• _Information given_:

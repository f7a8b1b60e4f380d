//! Graph model derived from a workflow document.
//!
//! The graph model is the execution-facing view of a workflow: a directed
//! graph over node IDs with connection routing data on the edges. It
//! answers the scheduling questions the engine asks: what order can nodes
//! run in, where does an execution start, and what is downstream of a
//! given node.

use std::cmp::Reverse;
use std::collections::{BinaryHeap, HashMap, HashSet, VecDeque};

use petgraph::Direction;
use petgraph::graph::{DiGraph, NodeIndex};

use crate::connection::ConnectionId;
use crate::definition::Workflow;
use crate::error::GraphError;
use crate::node::NodeId;

/// Routing data carried on a graph edge, taken from the connection it
/// was built from.
#[derive(Debug, Clone, PartialEq)]
pub struct EdgeData {
    /// The connection this edge was built from.
    pub connection_id: ConnectionId,
    /// The output port on the source node the value is read from.
    pub output_key: String,
    /// The input port on the target node the value is delivered to.
    pub input_port: String,
    /// Optional conversion snippet applied in transit.
    pub conversion: Option<String>,
}

/// Directed graph view over a workflow's nodes and connections.
///
/// Node indices follow declaration order, which makes every traversal
/// deterministic: ties in the topological order are broken by the
/// position of the node in the document.
#[derive(Debug, Clone)]
pub struct GraphModel {
    graph: DiGraph<NodeId, EdgeData>,
    node_index_map: HashMap<NodeId, NodeIndex>,
    trigger_roots: Vec<NodeId>,
}

impl GraphModel {
    /// Builds the graph model from a workflow document.
    ///
    /// Fails if any connection references a node that is not in the
    /// document. Cycles are not rejected here; they surface when a
    /// topological order is requested.
    pub fn build(workflow: &Workflow) -> Result<Self, GraphError> {
        let mut graph = DiGraph::new();
        let mut node_index_map = HashMap::with_capacity(workflow.nodes.len());

        for node in &workflow.nodes {
            let index = graph.add_node(node.id);
            node_index_map.insert(node.id, index);
        }

        for connection in &workflow.connections {
            let source = *node_index_map
                .get(&connection.from_node)
                .ok_or(GraphError::UnknownNode {
                    node_id: connection.from_node,
                })?;
            let target = *node_index_map
                .get(&connection.to_node)
                .ok_or(GraphError::UnknownNode {
                    node_id: connection.to_node,
                })?;
            graph.add_edge(
                source,
                target,
                EdgeData {
                    connection_id: connection.id,
                    output_key: connection.from_port.clone(),
                    input_port: connection.to_port.clone(),
                    conversion: connection.conversion.clone(),
                },
            );
        }

        Ok(Self {
            graph,
            node_index_map,
            trigger_roots: workflow.triggers.clone(),
        })
    }

    /// Returns the number of nodes in the graph.
    #[must_use]
    pub fn node_count(&self) -> usize {
        self.graph.node_count()
    }

    /// Returns true if the node is part of this graph.
    #[must_use]
    pub fn contains(&self, id: NodeId) -> bool {
        self.node_index_map.contains_key(&id)
    }

    /// Computes a topological order over all nodes using Kahn's
    /// algorithm, breaking ties by declaration order.
    ///
    /// Returns `CycleDetected` if the graph has a cycle; a partial order
    /// is never returned.
    pub fn topo_order(&self) -> Result<Vec<NodeId>, GraphError> {
        let mut in_degree: Vec<usize> = self
            .graph
            .node_indices()
            .map(|index| {
                self.graph
                    .edges_directed(index, Direction::Incoming)
                    .count()
            })
            .collect();

        // Min-heap over node indices keeps the order stable across runs:
        // among ready nodes, the earliest-declared one goes first.
        let mut ready: BinaryHeap<Reverse<usize>> = in_degree
            .iter()
            .enumerate()
            .filter(|(_, degree)| **degree == 0)
            .map(|(index, _)| Reverse(index))
            .collect();

        let mut order = Vec::with_capacity(self.graph.node_count());
        while let Some(Reverse(index)) = ready.pop() {
            let node_index = NodeIndex::new(index);
            order.push(self.graph[node_index]);
            for successor in self
                .graph
                .neighbors_directed(node_index, Direction::Outgoing)
            {
                in_degree[successor.index()] -= 1;
                if in_degree[successor.index()] == 0 {
                    ready.push(Reverse(successor.index()));
                }
            }
        }

        if order.len() != self.graph.node_count() {
            return Err(GraphError::CycleDetected);
        }
        Ok(order)
    }

    /// Returns the entry points of the graph: the designated trigger
    /// nodes, or every node with no incoming edges when none are
    /// designated.
    #[must_use]
    pub fn sources(&self) -> Vec<NodeId> {
        if !self.trigger_roots.is_empty() {
            return self.trigger_roots.clone();
        }
        self.graph
            .node_indices()
            .filter(|index| {
                self.graph
                    .edges_directed(*index, Direction::Incoming)
                    .next()
                    .is_none()
            })
            .map(|index| self.graph[index])
            .collect()
    }

    /// Returns every node reachable from the given roots, including the
    /// roots themselves. Unknown roots are ignored.
    #[must_use]
    pub fn reachable_from(&self, roots: &[NodeId]) -> HashSet<NodeId> {
        let mut reachable = HashSet::new();
        let mut queue: VecDeque<NodeIndex> = roots
            .iter()
            .filter_map(|id| self.node_index_map.get(id).copied())
            .collect();

        while let Some(index) = queue.pop_front() {
            if !reachable.insert(self.graph[index]) {
                continue;
            }
            for successor in self.graph.neighbors_directed(index, Direction::Outgoing) {
                queue.push_back(successor);
            }
        }
        reachable
    }

    /// Returns the downstream neighbors of a node with the edge data of
    /// each connection, in connection declaration order.
    #[must_use]
    pub fn successors(&self, id: NodeId) -> Vec<(NodeId, &EdgeData)> {
        self.adjacent(id, Direction::Outgoing)
    }

    /// Returns the upstream neighbors of a node with the edge data of
    /// each connection, in connection declaration order.
    #[must_use]
    pub fn predecessors(&self, id: NodeId) -> Vec<(NodeId, &EdgeData)> {
        self.adjacent(id, Direction::Incoming)
    }

    fn adjacent(&self, id: NodeId, direction: Direction) -> Vec<(NodeId, &EdgeData)> {
        use petgraph::visit::EdgeRef;

        let Some(index) = self.node_index_map.get(&id) else {
            return Vec::new();
        };
        let mut edges: Vec<_> = self.graph.edges_directed(*index, direction).collect();
        // edges_directed walks the adjacency list newest-first
        edges.sort_by_key(|edge| edge.id());
        edges
            .into_iter()
            .map(|edge| {
                let neighbor = match direction {
                    Direction::Outgoing => edge.target(),
                    Direction::Incoming => edge.source(),
                };
                (self.graph[neighbor], edge.weight())
            })
            .collect()
    }
}
//! Conversion snippets applied to values crossing a connection.
//!
//! A connection may carry a script defining `fn convert(input)`. The
//! engine compiles every snippet once when the execution plan is built
//! and applies the compiled form each time a value crosses the
//! connection. Without a snippet the value is routed unchanged.

use std::fmt;

use rhai::{AST, Dynamic, Engine, Scope};
use serde_json::Value as JsonValue;

/// Failure while compiling or applying a conversion snippet.
#[derive(Debug, Clone, PartialEq, Eq)]
pub enum ConversionError {
    /// The snippet failed to compile.
    Compile { message: String },
    /// The snippet raised an error while running.
    Eval { message: String },
    /// The snippet result could not be represented as JSON.
    InvalidShape { message: String },
}

impl fmt::Display for ConversionError {
    fn fmt(&self, f: &mut fmt::Formatter<'_>) -> fmt::Result {
        match self {
            Self::Compile { message } => write!(f, "conversion failed to compile: {message}"),
            Self::Eval { message } => write!(f, "conversion failed: {message}"),
            Self::InvalidShape { message } => {
                write!(f, "conversion produced an unusable value: {message}")
            }
        }
    }
}

impl std::error::Error for ConversionError {}

/// A conversion snippet compiled and ready to apply.
#[derive(Debug, Clone)]
pub struct CompiledConversion {
    ast: AST,
}

/// Sandboxed evaluator for conversion snippets.
///
/// The embedded script engine runs with operation and depth limits so a
/// runaway snippet cannot stall an execution.
pub struct ConversionEvaluator {
    engine: Engine,
}

impl ConversionEvaluator {
    const ENTRY_POINT: &'static str = "convert";

    /// Creates an evaluator with sandbox limits applied.
    #[must_use]
    pub fn new() -> Self {
        let mut engine = Engine::new();
        engine.set_max_operations(100_000);
        engine.set_max_expr_depths(64, 64);
        engine.set_max_call_levels(32);
        engine.set_max_string_size(1024 * 1024);
        engine.set_max_array_size(10_000);
        engine.set_max_map_size(10_000);
        Self { engine }
    }

    /// Compiles a snippet, checking that it defines `fn convert(input)`.
    pub fn compile(&self, snippet: &str) -> Result<CompiledConversion, ConversionError> {
        let ast = self
            .engine
            .compile(snippet)
            .map_err(|e| ConversionError::Compile {
                message: e.to_string(),
            })?;

        let defines_entry = ast
            .iter_functions()
            .any(|f| f.name == Self::ENTRY_POINT && f.params.len() == 1);
        if !defines_entry {
            return Err(ConversionError::Compile {
                message: format!("snippet must define `fn {}(input)`", Self::ENTRY_POINT),
            });
        }

        Ok(CompiledConversion { ast })
    }

    /// Applies a compiled conversion to a JSON value.
    pub fn apply(
        &self,
        conversion: &CompiledConversion,
        input: &JsonValue,
    ) -> Result<JsonValue, ConversionError> {
        let input: Dynamic =
            rhai::serde::to_dynamic(input).map_err(|e| ConversionError::InvalidShape {
                message: e.to_string(),
            })?;

        let mut scope = Scope::new();
        let result: Dynamic = self
            .engine
            .call_fn(&mut scope, &conversion.ast, Self::ENTRY_POINT, (input,))
            .map_err(|e| ConversionError::Eval {
                message: e.to_string(),
            })?;

        rhai::serde::from_dynamic(&result).map_err(|e| ConversionError::InvalidShape {
            message: e.to_string(),
        })
    }
}

impl Default for ConversionEvaluator {
    fn default() -> Self {
        Self::new()
    }
}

• _Task details_:
For the word "ties", tally the lines of the listing that include it and give the number alone.

• _Response to this task_:
2